§ **Given data**:

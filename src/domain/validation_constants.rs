//! Validation constants for domain types
//!
//! This module centralizes the limits used when validating identifiers and
//! names at the ingestion boundary.

/// Identifier validation constants
pub mod identifiers {
    /// Maximum length of event, conversation and user identifiers
    pub const MAX_IDENTIFIER_LENGTH: usize = 128;
}

/// Metric name validation constants
pub mod metric_name {
    /// Maximum metric name length
    pub const MAX_LENGTH: usize = 128;

    /// Characters allowed after the leading lowercase letter
    pub fn is_allowed_char(c: char) -> bool {
        c.is_ascii_lowercase() || c.is_ascii_digit() || matches!(c, '.' | '_' | '-')
    }
}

§ **What needs to be done**: State the count of lines holding the string "Maximum" in the listing above, and nothing else.

§ **Result below**: 2